Extracted data entries:
○ ○ ○ ○
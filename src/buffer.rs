//! Prime lists: the sieve buffer, the immutable [PrimeSet] handed to the sequence
//! functions, and an LRU cache of prime sets.

use crate::error::{non_negative, Result};
use crate::traits::{PrimeBuffer, PrimeOracle};
use bitvec::bitvec;
use lru::LruCache;
use std::convert::TryFrom;
use std::iter::FromIterator;
use std::num::NonZeroUsize;
use std::sync::Arc;

/// Sorted and deduplicated primes, all of them not larger than [PrimeSet::bound].
///
/// The content is shared, so cloning a set is cheap.
#[derive(Debug, Clone, PartialEq, Eq)]
pub struct PrimeSet {
    primes: Arc<[u32]>,
    bound: u32,
}

impl PrimeSet {
    /// The bound this set was generated for
    #[inline]
    pub fn bound(&self) -> u32 {
        self.bound
    }

    #[inline]
    pub fn contains(&self, num: u32) -> bool {
        self.primes.binary_search(&num).is_ok()
    }

    /// Same as [PrimeSet::contains], for values that may exceed the u32 range
    #[inline]
    pub fn contains64(&self, num: u64) -> bool {
        u32::try_from(num).map_or(false, |n| self.contains(n))
    }

    #[inline]
    pub fn iter(&self) -> std::slice::Iter<'_, u32> {
        self.primes.iter()
    }

    #[inline]
    pub fn as_slice(&self) -> &[u32] {
        &self.primes
    }

    #[inline]
    pub fn len(&self) -> usize {
        self.primes.len()
    }

    #[inline]
    pub fn is_empty(&self) -> bool {
        self.primes.is_empty()
    }
}

/// Collect a prime set from arbitrary primes. The input is sorted and deduplicated,
/// and the bound is set to the largest element. The elements are not checked for primality.
impl FromIterator<u32> for PrimeSet {
    fn from_iter<I: IntoIterator<Item = u32>>(iter: I) -> Self {
        let mut primes: Vec<u32> = iter.into_iter().collect();
        primes.sort_unstable();
        primes.dedup();
        let bound = primes.last().copied().unwrap_or(0);
        PrimeSet { primes: primes.into(), bound }
    }
}

impl<'a> IntoIterator for &'a PrimeSet {
    type Item = &'a u32;
    type IntoIter = std::slice::Iter<'a, u32>;

    fn into_iter(self) -> Self::IntoIter {
        self.iter()
    }
}

/// NaiveBuffer implements a list of primes, extended by an odd-only sieve of Eratosthenes
pub struct NaiveBuffer {
    list: Vec<u32>, // list of found prime numbers
    current: u32,   // all primes smaller than this value has to be in the prime list, should be an odd number
}

impl NaiveBuffer {
    #[inline]
    pub fn new() -> Self {
        let list = vec![2, 3, 5, 7, 11, 13, 17, 19, 23, 29, 31, 37];
        NaiveBuffer { list, current: 41 }
    }
}

impl Default for NaiveBuffer {
    fn default() -> Self {
        Self::new()
    }
}

impl<'a> PrimeBuffer<'a> for NaiveBuffer {
    type PrimeIter = std::slice::Iter<'a, u32>;

    fn clear(&mut self) {
        self.list.truncate(12); // keep the seeded primes 2 ~ 37
        self.list.shrink_to_fit();
        self.current = 41;
    }

    fn iter(&'a self) -> Self::PrimeIter {
        self.list.iter()
    }

    fn bound(&self) -> u32 {
        self.current - 1
    }

    fn reserve(&mut self, limit: u32) {
        // sieve the odd numbers in [current, odd_limit), computed in u64 so that
        // limit = u32::MAX does not overflow
        let odd_limit = (limit as u64 + 1) | 1;
        let current = self.current as u64;
        debug_assert!(current % 2 == 1);
        if odd_limit <= current {
            return;
        }

        #[cfg(feature = "tracing")]
        tracing::debug!(from = current, to = odd_limit, "extending prime sieve");

        // create sieve and filter with existing primes
        let mut sieve = bitvec![0; ((odd_limit - current) / 2) as usize];
        for p in self.list.iter().skip(1).map(|&p| p as u64) {
            // skip pre-filtered 2
            let start = if p * p < current {
                p * ((current / p) | 1) // start from an odd factor
            } else {
                p * p
            };
            for multi in (start..odd_limit).step_by(2 * p as usize) {
                if multi >= current {
                    sieve.set(((multi - current) / 2) as usize, true);
                }
            }
        }

        // sieve with new primes
        for p in (current..num_integer::sqrt(odd_limit) + 1).step_by(2) {
            if sieve[((p - current) / 2) as usize] {
                continue;
            }
            for multi in (p * p..odd_limit).step_by(2 * p as usize) {
                sieve.set(((multi - current) / 2) as usize, true);
            }
        }

        self.list
            .extend(sieve.iter_zeros().map(|x| (x as u64 * 2 + current) as u32));
        // odd_limit is at most 2^32 + 1, in that case every u32 has been sieved
        self.current = u32::try_from(odd_limit).unwrap_or(u32::MAX);
    }
}

impl PrimeOracle for NaiveBuffer {
    fn primes_up_to(&mut self, n: i32) -> Result<PrimeSet> {
        let n = non_negative("n", n)?;
        self.reserve(n);
        let primes: Vec<u32> = self.iter().take_while(|&&p| p <= n).copied().collect();
        Ok(PrimeSet {
            primes: primes.into(),
            bound: n,
        })
    }
}

/// A prime oracle that keeps the prime sets of the most recently requested bounds
pub struct CachedOracle<O = NaiveBuffer> {
    inner: O,
    cache: LruCache<u32, PrimeSet>,
}

impl CachedOracle<NaiveBuffer> {
    /// Create a cache over a [NaiveBuffer]. A capacity of zero is treated as one.
    pub fn new(capacity: usize) -> Self {
        Self::with_oracle(NaiveBuffer::new(), capacity)
    }
}

impl<O: PrimeOracle> CachedOracle<O> {
    pub fn with_oracle(inner: O, capacity: usize) -> Self {
        let capacity = NonZeroUsize::new(capacity.max(1)).unwrap();
        CachedOracle {
            inner,
            cache: LruCache::new(capacity),
        }
    }

    /// Number of prime sets currently cached
    pub fn cached(&self) -> usize {
        self.cache.len()
    }
}

impl<O> CachedOracle<O>
where
    O: PrimeOracle + for<'a> PrimeBuffer<'a>,
{
    /// Drop every cached prime set and the sieved primes of the inner buffer.
    /// Sets already handed out stay valid.
    pub fn clear(&mut self) {
        #[cfg(feature = "tracing")]
        tracing::debug!(
            cached = self.cache.len(),
            sieved = self.inner.bound(),
            "clearing prime cache"
        );
        self.cache.clear();
        self.inner.clear();
    }

    /// Every prime not larger than this value is held by the inner buffer
    pub fn sieved(&self) -> u32 {
        self.inner.bound()
    }
}

impl<O: PrimeOracle> PrimeOracle for CachedOracle<O> {
    fn primes_up_to(&mut self, n: i32) -> Result<PrimeSet> {
        let bound = non_negative("n", n)?;
        if let Some(set) = self.cache.get(&bound) {
            #[cfg(feature = "tracing")]
            tracing::trace!(bound, "prime set cache hit");
            return Ok(set.clone());
        }

        #[cfg(feature = "tracing")]
        tracing::trace!(bound, "prime set cache miss");
        let set = self.inner.primes_up_to(n)?;
        self.cache.put(bound, set.clone());
        Ok(set)
    }
}
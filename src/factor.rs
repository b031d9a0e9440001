//! Prime factor counting (Ω function) over a range of integers.
//!
//! The count of an integer is the number of its prime factors with multiplicity,
//! e.g. 12 = 2·2·3 has count 3. Both 0 and 1 have count 0.

use crate::error::{non_negative, Result};
use std::collections::BTreeMap;

/// Find factors by trial division, returns a tuple of the found factors and the residual.
///
/// The primes must be ascending. The residual will be Ok(1) if the target is fully factored,
/// otherwise it's Err(residual), where the residual has no factor among the given primes.
pub fn trial_division<I: Iterator<Item = u32>>(
    primes: I,
    target: u32,
) -> (BTreeMap<u32, usize>, std::result::Result<u32, u32>) {
    let mut residual = target;
    let mut result = BTreeMap::new();
    if target == 0 {
        return (result, Err(0));
    }

    for p in primes {
        if residual == 1 {
            break;
        }
        while residual % p == 0 {
            residual /= p;
            *result.entry(p).or_insert(0) += 1;
        }
    }

    if residual == 1 {
        (result, Ok(residual))
    } else {
        (result, Err(residual))
    }
}

/// Count the prime factors of `target` with multiplicity by trial division with the
/// given ascending primes. Zero is not divided at all and has count 0.
#[inline]
pub fn factor_count(target: u32, primes: &[u32]) -> u32 {
    if target == 0 {
        return 0;
    }

    let mut residual = target;
    let mut count = 0;
    for &p in primes {
        if residual == 1 {
            break;
        }
        while residual % p == 0 {
            residual /= p;
            count += 1;
        }
    }
    count
}

/// Return the sequence L[0 ..= bound] where L[i] is the number of prime factors of i,
/// counted with multiplicity.
///
/// `primes` must be ascending and contain every prime not larger than `bound`; a prime
/// missing from the list is not counted.
pub fn factor_counts(bound: i32, primes: &[u32]) -> Result<Vec<u32>> {
    let bound = non_negative("bound", bound)?;
    Ok(counts_by_division(bound, primes))
}

pub(crate) fn counts_by_division(bound: u32, primes: &[u32]) -> Vec<u32> {
    (0..=bound).map(|i| factor_count(i, primes)).collect()
}

/// Same output as [factor_counts], computed with a linear sieve of smallest prime factors
/// instead of trial division, so no prime list is needed.
pub fn factor_counts_sieved(bound: i32) -> Result<Vec<u32>> {
    let bound = non_negative("bound", bound)?;
    Ok(counts_by_sieve(bound))
}

pub(crate) fn counts_by_sieve(bound: u32) -> Vec<u32> {
    let bound = bound as usize;
    let mut min_prime_factor = vec![0u32; bound + 1];
    let mut primes: Vec<u32> = Vec::new();
    let mut counts = vec![0u32; bound + 1];
    for i in 2..=bound {
        if min_prime_factor[i] == 0 {
            min_prime_factor[i] = i as u32;
            primes.push(i as u32);
        }
        for &p in primes.iter() {
            let multi = i * p as usize;
            if p > min_prime_factor[i] || multi > bound {
                break;
            }
            min_prime_factor[multi] = p;
        }
        // Ω(i) = Ω(i / spf(i)) + 1
        counts[i] = counts[i / min_prime_factor[i] as usize] + 1;
    }
    counts
}
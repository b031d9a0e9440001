//! Standalone functions that can be used without keeping a prime buffer.
//!
//! Prime lists are taken from a per-thread [CachedOracle], so repeated calls with the
//! same bound reuse the sieved primes. The cache holds on to the sieve until
//! [clear_prime_cache] is called or the thread exits.

use crate::buffer::{CachedOracle, PrimeSet};
use crate::error::Result;
use crate::factor;
use crate::sequence::{self, IntPair};
use crate::traits::{PrimeOracle, SearchConfig};
use crate::transform::{self, PrimeTransform};
use std::cell::RefCell;

/// Number of prime sets kept by the per-thread cache
pub const PRIME_CACHE_CAPACITY: usize = 16;

thread_local! {
    static ORACLE: RefCell<CachedOracle> = RefCell::new(CachedOracle::new(PRIME_CACHE_CAPACITY));
}

/// Return all primes in `[2, n]`, ascending.
pub fn primes_up_to(n: i32) -> Result<PrimeSet> {
    ORACLE.with(|oracle| oracle.borrow_mut().primes_up_to(n))
}

/// Drop the prime sets and the sieve cached for the current thread
pub fn clear_prime_cache() {
    ORACLE.with(|oracle| oracle.borrow_mut().clear())
}

/// Number of prime sets cached for the current thread
pub fn cached_prime_sets() -> usize {
    ORACLE.with(|oracle| oracle.borrow().cached())
}

/// This function re-exports [crate::factor::factor_counts] with the primes under `bound`
pub fn factor_counts(bound: i32) -> Result<Vec<u32>> {
    let primes = primes_up_to(bound).map_err(|_| crate::Error::InvalidArgument {
        name: "bound",
        value: bound,
    })?;
    factor::factor_counts(bound, primes.as_slice())
}

/// Integers in `[0, bound]` with exactly `m` prime factors, including repeated factors
pub fn numbers_with_m_prime_factors(bound: i32, m: i32) -> Result<Vec<u32>> {
    sequence::filter_by_count(&factor_counts(bound)?, m)
}

/// Adjacent pairs of [numbers_with_m_prime_factors] that differ by at most `gap`
pub fn numbers_with_small_gap(bound: i32, m: i32, gap: i32) -> Result<Vec<IntPair>> {
    sequence::adjacent_gap_pairs(&numbers_with_m_prime_factors(bound, m)?, gap)
}

/// This function re-exports [crate::transform::shortest_prime_transform] with the primes under `bound`
pub fn change_to_prime(n: i32, bound: i32, config: Option<SearchConfig>) -> Result<PrimeTransform> {
    crate::error::non_negative("n", n)?;
    let primes = primes_up_to(bound).map_err(|_| crate::Error::InvalidArgument {
        name: "bound",
        value: bound,
    })?;
    transform::shortest_prime_transform(n, bound, &primes, config)
}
○ ○ ○ ○
Work task:
Where does the string "filename" appear in the records above? Return every line that holds it.

Output of the exercise:
filename src/buffer.rs
filename src/factor.rs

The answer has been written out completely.